The honeysuckle is a vigorous shrub or vine plant that is part of the Caprifoliaceae family. Honeysuckles originate in the northern hemisphere. They are extremely hardy and tolerant towards heat. Many varieties of honeysuckles produce flowers that are shaped similarly to bells and have soft, sweet scents. These flowers emit an edible nectar that has a sweet taste. As with most plants, there are various different diseases that could affect honeysuckles.
Powdery mildew is a fungal disease that occasionally affects honeysuckles. Some symptoms of powdery mildew include a gray or white dusty layer appearing over the surfaces of the honeysuckle's leaves, or the development of inconspicuous, powdery white circles on the leaves. This growth can often be eliminated by simply rubbing the leaves together. Powdery mildew usually shows up later in the cultivation season, particularly in humid areas. This disease can be treated by the removal and destruction of all parts of the honeysuckle that are infected. Some ways to prevent powdery mildew from occurring in the first place include pruning and thinning to enhance air circulation and not watering the plants from above. In severe cases, fungicides can also be used. The fungicides should consist of ingredients such as neem oil, potassium bicarbonate, copper and sulfur.

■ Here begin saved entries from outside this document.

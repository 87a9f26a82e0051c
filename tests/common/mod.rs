#![allow(dead_code)]

use gocallgraph::core::{ModuleResolver, RawCallGraph};
use gocallgraph::error::Result;
use gocallgraph::ir::{Function, FunctionKind, Program, ProgramLoader, Signature};
use std::collections::HashMap;
use std::fs;
use std::path::Path;
use std::sync::Arc;
use tempfile::TempDir;

pub const MODULE: &str = "example.com/m";

/// Writes a go.mod for `example.com/m` plus the given files into a fresh temp dir.
pub fn go_module(files: &[(&str, &str)]) -> TempDir {
    let dir = TempDir::new().unwrap();
    fs::write(
        dir.path().join("go.mod"),
        format!("module {MODULE}\n\ngo 1.21\n"),
    )
    .unwrap();
    for (path, source) in files {
        let full = dir.path().join(path);
        if let Some(parent) = full.parent() {
            fs::create_dir_all(parent).unwrap();
        }
        fs::write(full, source).unwrap();
    }
    dir
}

pub fn load(root: &Path) -> Result<Program> {
    let module = ModuleResolver::resolve(root)?;
    ProgramLoader::new(module).load(root)
}

pub const SHAPES_MAIN: &str = r#"package main

import "example.com/m/shapes"

func main() {
	var s shapes.Shape = shapes.NewCircle(2)
	describe(s)
}

func describe(s shapes.Shape) {
	s.Area()
}
"#;

pub const SHAPES_LIB: &str = r#"package shapes

type Shape interface {
	Area() float64
}

type Circle struct {
	r float64
}

func NewCircle(r float64) *Circle {
	return &Circle{r: r}
}

func (c *Circle) Area() float64 {
	return 3.14 * c.r * c.r
}

type Square struct {
	side float64
}

func (s Square) Area() float64 {
	return s.side * s.side
}
"#;

pub fn shapes_module() -> TempDir {
    go_module(&[("main.go", SHAPES_MAIN), ("shapes/shapes.go", SHAPES_LIB)])
}

/// Keys of the callees of `caller` in the raw graph, sorted and deduplicated.
pub fn callee_keys(program: &Program, graph: &RawCallGraph, caller: &str) -> Vec<String> {
    let Some(function) = program.function_by_key(caller) else {
        return Vec::new();
    };
    let mut keys: Vec<String> = graph
        .callees(function.id)
        .into_iter()
        .map(|id| program.function(id).key.clone())
        .collect();
    keys.sort();
    keys.dedup();
    keys
}

/// A bodiless function for hand-built programs.
pub fn function(id: usize, key: &str, package: Option<&str>, kind: FunctionKind) -> Function {
    let name = key.rsplit('.').next().unwrap_or(key).to_string();
    Function {
        id,
        key: key.to_string(),
        name,
        package: package.map(str::to_string),
        kind,
        signature: Signature::default(),
        receiver: None,
        recv_type: None,
        type_params: Vec::new(),
        parent: None,
        closures: Vec::new(),
        body: None,
        imports: Arc::new(HashMap::new()),
        file: None,
        line: 0,
    }
}

pub fn program_of(functions: Vec<Function>) -> Program {
    let mut program = Program::default();
    program.module = MODULE.to_string();
    program.functions = functions;
    program
}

Leaf scorch is a physiological disease that affects many different varieties of plants, including honeysuckles. There are many potential causes for leaf scorch, such as compaction of soil, low-quality soil, drought and insufficient nutrients. Some signs of this disease are discoloration of the tissues located alongside the margins of the leaves, or between the primary leaf veins. The tissues tend to become darker or yellow in color. Sometimes angular, dark patches appear in the areas of discoloration, as well. Whole leaves also might turn a brownish color, and wither up (in serious cases of leaf scorch). Twig dieback also can occur. With the first signs of leaf scorch, it is beneficial to apply copper-based fungicides in order to stop the disease from spreading. This prevents germination of the fungal spores. Since the fungus overwinters in the leaves that have fallen from the plant, the only other control method that is necessary is the removal of the leaves entirely.
Sooty mold is a fungal disease that is characterized by its dark black, charcoal-reminiscent appearance. Sooty mold shows up as a jet-black layer on the surfaces of plants' branches, twigs, leaves and even their fruits. This fungi appears on the sticky and sweet honeydew that is emitted by insects such as whiteflies, scale, mealybugs and aphids. A thick coat of sooty mold also could appear on twigs and needles for more than just one cultivation season. One method of sooty mold treatment is using neem oil, which is a type of organic pesticide, insecticide and fungicide. This oil can control insects such as those that emit honeydew, as well as their fungi. It is entirely non-toxic. Insecticidal soaps and systemic insecticides also can be used to eliminate sooty mold.